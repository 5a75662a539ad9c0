//! Environment-driven process configuration.
//!
//! # Responsibility
//! - Select the storage backend once per process.
//! - Carry relational connection parameters and logging settings.
//!
//! # Invariants
//! - Destructive schema recreation is off unless `HBNB_ENV=test`.
//! - Relational mode requires a database name.

use crate::logging::default_log_level;
use std::error::Error;
use std::fmt::{Debug, Display, Formatter};
use std::path::PathBuf;

pub const ENV_STORAGE_TYPE: &str = "HBNB_TYPE_STORAGE";
pub const ENV_FILE_PATH: &str = "HBNB_FILE_PATH";
pub const ENV_DB_HOST: &str = "HBNB_MYSQL_HOST";
pub const ENV_DB_USER: &str = "HBNB_MYSQL_USER";
pub const ENV_DB_PASSWORD: &str = "HBNB_MYSQL_PWD";
pub const ENV_DB_NAME: &str = "HBNB_MYSQL_DB";
pub const ENV_RUNTIME: &str = "HBNB_ENV";
pub const ENV_LOG_LEVEL: &str = "HBNB_LOG_LEVEL";
pub const ENV_LOG_DIR: &str = "HBNB_LOG_DIR";

const DEFAULT_FILE_PATH: &str = "file.json";
const DEFAULT_LOG_DIR_NAME: &str = "hbnb-logs";

#[derive(Debug, Clone, PartialEq, Eq)]
pub enum ConfigError {
    UnsupportedStorageType(String),
    MissingDatabase,
}

impl Display for ConfigError {
    fn fmt(&self, f: &mut Formatter<'_>) -> std::fmt::Result {
        match self {
            Self::UnsupportedStorageType(value) => write!(
                f,
                "unsupported {ENV_STORAGE_TYPE} `{value}`; expected file|db"
            ),
            Self::MissingDatabase => write!(f, "{ENV_DB_NAME} is required when {ENV_STORAGE_TYPE}=db"),
        }
    }
}

impl Error for ConfigError {}

/// Connection parameters for the relational backend.
///
/// The embedded engine only needs `database` (a file path or `:memory:`);
/// host and user are kept for diagnostics.
#[derive(Clone, PartialEq, Eq)]
pub struct RelationalConfig {
    pub host: String,
    pub user: String,
    pub password: String,
    pub database: String,
    /// Drop and recreate the schema when the first session is established.
    pub reset_schema: bool,
}

impl Debug for RelationalConfig {
    fn fmt(&self, f: &mut Formatter<'_>) -> std::fmt::Result {
        f.debug_struct("RelationalConfig")
            .field("host", &self.host)
            .field("user", &self.user)
            .field("password", &"<redacted>")
            .field("database", &self.database)
            .field("reset_schema", &self.reset_schema)
            .finish()
    }
}

impl RelationalConfig {
    /// Non-destructive configuration for one database.
    pub fn for_database(database: impl Into<String>) -> Self {
        Self {
            host: String::new(),
            user: String::new(),
            password: String::new(),
            database: database.into(),
            reset_schema: false,
        }
    }
}

#[derive(Debug, Clone, PartialEq, Eq)]
pub enum StorageConfig {
    File { path: PathBuf },
    Relational(RelationalConfig),
}

#[derive(Debug, Clone, PartialEq, Eq)]
pub struct Config {
    pub storage: StorageConfig,
    pub log_level: String,
    pub log_dir: PathBuf,
}

impl Config {
    /// Reads configuration from process environment variables.
    pub fn from_env() -> Result<Self, ConfigError> {
        Self::from_lookup(|name| std::env::var(name).ok())
    }

    /// Reads configuration through `lookup`, treating blank values as unset.
    pub fn from_lookup(lookup: impl Fn(&str) -> Option<String>) -> Result<Self, ConfigError> {
        let read = |name: &str| {
            lookup(name)
                .map(|value| value.trim().to_string())
                .filter(|value| !value.is_empty())
        };

        let storage = match read(ENV_STORAGE_TYPE).as_deref() {
            None | Some("file") => StorageConfig::File {
                path: PathBuf::from(read(ENV_FILE_PATH).unwrap_or_else(|| DEFAULT_FILE_PATH.into())),
            },
            Some("db") => StorageConfig::Relational(RelationalConfig {
                host: read(ENV_DB_HOST).unwrap_or_default(),
                user: read(ENV_DB_USER).unwrap_or_default(),
                password: lookup(ENV_DB_PASSWORD).unwrap_or_default(),
                database: read(ENV_DB_NAME).ok_or(ConfigError::MissingDatabase)?,
                reset_schema: read(ENV_RUNTIME).as_deref() == Some("test"),
            }),
            Some(other) => return Err(ConfigError::UnsupportedStorageType(other.to_string())),
        };

        Ok(Self {
            storage,
            log_level: read(ENV_LOG_LEVEL).unwrap_or_else(|| default_log_level().to_string()),
            log_dir: read(ENV_LOG_DIR)
                .map(PathBuf::from)
                .unwrap_or_else(|| std::env::temp_dir().join(DEFAULT_LOG_DIR_NAME)),
        })
    }
}
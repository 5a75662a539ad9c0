use hbnb_core::{composite_key, AttrValue, Entity, EntityError, Kind};
use serde_json::json;

#[test]
fn new_entity_has_unique_id_and_equal_timestamps() {
    let first = Entity::new(Kind::State);
    let second = Entity::new(Kind::State);

    assert_ne!(first.id(), second.id());
    assert_eq!(first.created_at(), first.updated_at());
    assert_eq!(first.key(), format!("State.{}", first.id()));
}

#[test]
fn touch_moves_updated_at_forward_only() {
    let mut entity = Entity::new(Kind::User);
    let created = entity.created_at();
    entity.touch();

    assert_eq!(entity.created_at(), created);
    assert!(entity.updated_at() >= created);
}

#[test]
fn set_conforms_declared_fields_and_drops_mismatches() {
    let mut place = Entity::new(Kind::Place);

    assert!(place.set("number_rooms", AttrValue::Int(4)));
    assert!(place.set("latitude", AttrValue::Int(37)));
    assert!(!place.set("longitude", AttrValue::from("a")));
    assert!(!place.set("max_guest", AttrValue::Float(2.5)));
    assert!(place.set("nickname", AttrValue::Int(3)));

    assert_eq!(place.get("number_rooms"), Some(&AttrValue::Int(4)));
    assert_eq!(place.get("latitude"), Some(&AttrValue::Float(37.0)));
    assert_eq!(place.get("longitude"), None);
    assert_eq!(place.get("max_guest"), None);
    assert_eq!(place.get("nickname"), Some(&AttrValue::Int(3)));
}

#[test]
fn protected_attributes_cannot_be_set() {
    let mut user = Entity::new(Kind::User);
    let id = user.id().to_string();

    assert!(!user.set("id", AttrValue::from("other")));
    assert!(!user.set("created_at", AttrValue::from("2017-01-01T00:00:00.000000")));
    assert!(!user.set("__class__", AttrValue::from("State")));
    assert_eq!(user.id(), id);
    assert!(user.attrs().is_empty());
}

#[test]
fn equality_is_kind_plus_id_only() {
    let mut original = Entity::with_id(Kind::City, "c-1");
    let mut copy = original.clone();
    original.set("name", AttrValue::from("San Francisco"));
    copy.set("name", AttrValue::from("Oakland"));

    assert_eq!(original, copy);
    assert_ne!(original, Entity::with_id(Kind::State, "c-1"));
}

#[test]
fn record_roundtrip_restores_every_attribute_and_timestamp() {
    let mut place = Entity::new(Kind::Place);
    place.set("name", AttrValue::from("My house"));
    place.set("number_rooms", AttrValue::Int(4));
    place.set("latitude", AttrValue::Float(37.77));
    place.set("price_by_night", AttrValue::Int(0));
    place.touch();

    let record = place.to_record();
    assert_eq!(record["__class__"], json!("Place"));
    assert_eq!(record["number_rooms"], json!(4));

    let restored = Entity::from_record(record).unwrap();
    assert_eq!(restored, place);
    assert_eq!(restored.created_at(), place.created_at());
    assert_eq!(restored.updated_at(), place.updated_at());
    assert_eq!(restored.attrs(), place.attrs());
}

#[test]
fn float_with_zero_fraction_stays_float_through_record() {
    let mut place = Entity::new(Kind::Place);
    place.set("longitude", AttrValue::Float(-122.0));

    let restored = Entity::from_record(place.to_record()).unwrap();
    assert_eq!(restored.get("longitude"), Some(&AttrValue::Float(-122.0)));
}

#[test]
fn unknown_discriminator_is_rejected() {
    let record = json!({
        "__class__": "Galaxy",
        "id": "g-1",
        "created_at": "2017-09-28T21:03:54.052298",
        "updated_at": "2017-09-28T21:03:54.052302",
    });

    let err = Entity::from_record(record).unwrap_err();
    assert!(matches!(err, EntityError::UnknownKind(name) if name == "Galaxy"));
}

#[test]
fn malformed_timestamp_is_rejected() {
    let record = json!({
        "__class__": "State",
        "id": "s-1",
        "created_at": "yesterday",
        "updated_at": "2017-09-28T21:03:54.052302",
    });

    let err = Entity::from_record(record).unwrap_err();
    assert!(matches!(
        err,
        EntityError::InvalidTimestamp { field: "created_at", .. }
    ));
}

#[test]
fn display_uses_kind_id_and_python_mapping() {
    let mut place = Entity::with_id(Kind::Place, "p-1");
    place.set("city_id", AttrValue::from("0001"));
    place.set("name", AttrValue::from("My house"));
    place.set("number_rooms", AttrValue::Int(4));
    place.set("latitude", AttrValue::Float(37.77));

    let text = place.to_string();
    assert!(text.starts_with("[Place] (p-1) {'id': 'p-1', 'created_at': '"));
    assert!(text.contains("'city_id': '0001'"));
    assert!(text.contains("'name': 'My house'"));
    assert!(text.contains("'number_rooms': 4"));
    assert!(text.contains("'latitude': 37.77"));
    assert!(!text.contains("'longitude'"));
    assert!(text.ends_with('}'));
}

#[test]
fn link_amenity_only_links_places_to_amenities_once() {
    let mut place = Entity::new(Kind::Place);
    let amenity = Entity::new(Kind::Amenity);
    let state = Entity::new(Kind::State);

    assert!(place.link_amenity(&amenity));
    assert!(!place.link_amenity(&amenity));
    assert!(!place.link_amenity(&state));
    assert_eq!(place.amenity_ids(), [amenity.id().to_string()]);
}

#[test]
fn composite_key_joins_kind_name_and_id() {
    assert_eq!(composite_key(Kind::Review, "r-9"), "Review.r-9");
}
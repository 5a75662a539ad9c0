//! Relational backend bootstrap: connection setup and the HBnB schema.
//!
//! # Responsibility
//! - Open SQLite databases (file or `:memory:`) for `DbStorage`.
//! - Bring the seven HBnB tables up to the latest migration.
//! - Wipe and rebuild them for `HBNB_ENV=test` sessions.
//!
//! # Invariants
//! - Migration version is tracked via `PRAGMA user_version`.
//! - No entity rows are read or written before migrations succeed.
//! - Errors name the migration or table that failed.

use std::error::Error;
use std::fmt::{Display, Formatter};

pub mod migrations;
mod open;

pub use open::{open_db, open_db_in_memory, IN_MEMORY_DATABASE};

pub type DbResult<T> = Result<T, DbError>;

#[derive(Debug)]
pub enum DbError {
    /// Connection, pragma or query failure outside a migration step.
    Sqlite(rusqlite::Error),
    /// A migration script (or its version bump) failed; nothing was applied.
    Migration {
        version: u32,
        source: rusqlite::Error,
    },
    /// Dropping a table during a test-mode reset failed; no table was dropped.
    SchemaReset {
        table: &'static str,
        source: rusqlite::Error,
    },
    /// The database was written by a newer binary.
    UnsupportedSchemaVersion {
        db_version: u32,
        latest_supported: u32,
    },
}

impl Display for DbError {
    fn fmt(&self, f: &mut Formatter<'_>) -> std::fmt::Result {
        match self {
            Self::Sqlite(err) => write!(f, "{err}"),
            Self::Migration { version, source } => {
                write!(f, "schema migration {version} failed: {source}")
            }
            Self::SchemaReset { table, source } => {
                write!(f, "schema reset failed at table {table}: {source}")
            }
            Self::UnsupportedSchemaVersion {
                db_version,
                latest_supported,
            } => write!(
                f,
                "database schema version {db_version} is newer than supported {latest_supported}"
            ),
        }
    }
}

impl Error for DbError {
    fn source(&self) -> Option<&(dyn Error + 'static)> {
        match self {
            Self::Sqlite(err) => Some(err),
            Self::Migration { source, .. } | Self::SchemaReset { source, .. } => Some(source),
            Self::UnsupportedSchemaVersion { .. } => None,
        }
    }
}

impl From<rusqlite::Error> for DbError {
    fn from(value: rusqlite::Error) -> Self {
        Self::Sqlite(value)
    }
}

#[cfg(test)]
mod tests {
    use super::DbError;
    use std::error::Error;

    #[test]
    fn step_errors_name_what_failed_and_keep_the_cause() {
        let err = DbError::SchemaReset {
            table: "places",
            source: rusqlite::Error::InvalidQuery,
        };
        assert!(err.to_string().starts_with("schema reset failed at table places: "));
        assert!(err.source().is_some());

        let err = DbError::Migration {
            version: 1,
            source: rusqlite::Error::InvalidQuery,
        };
        assert!(err.to_string().starts_with("schema migration 1 failed: "));
        assert!(err.source().is_some());
    }
}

**About this task:**
Check the data above line by line for the word "second". State only how many lines contain it.

**Written answer:**
2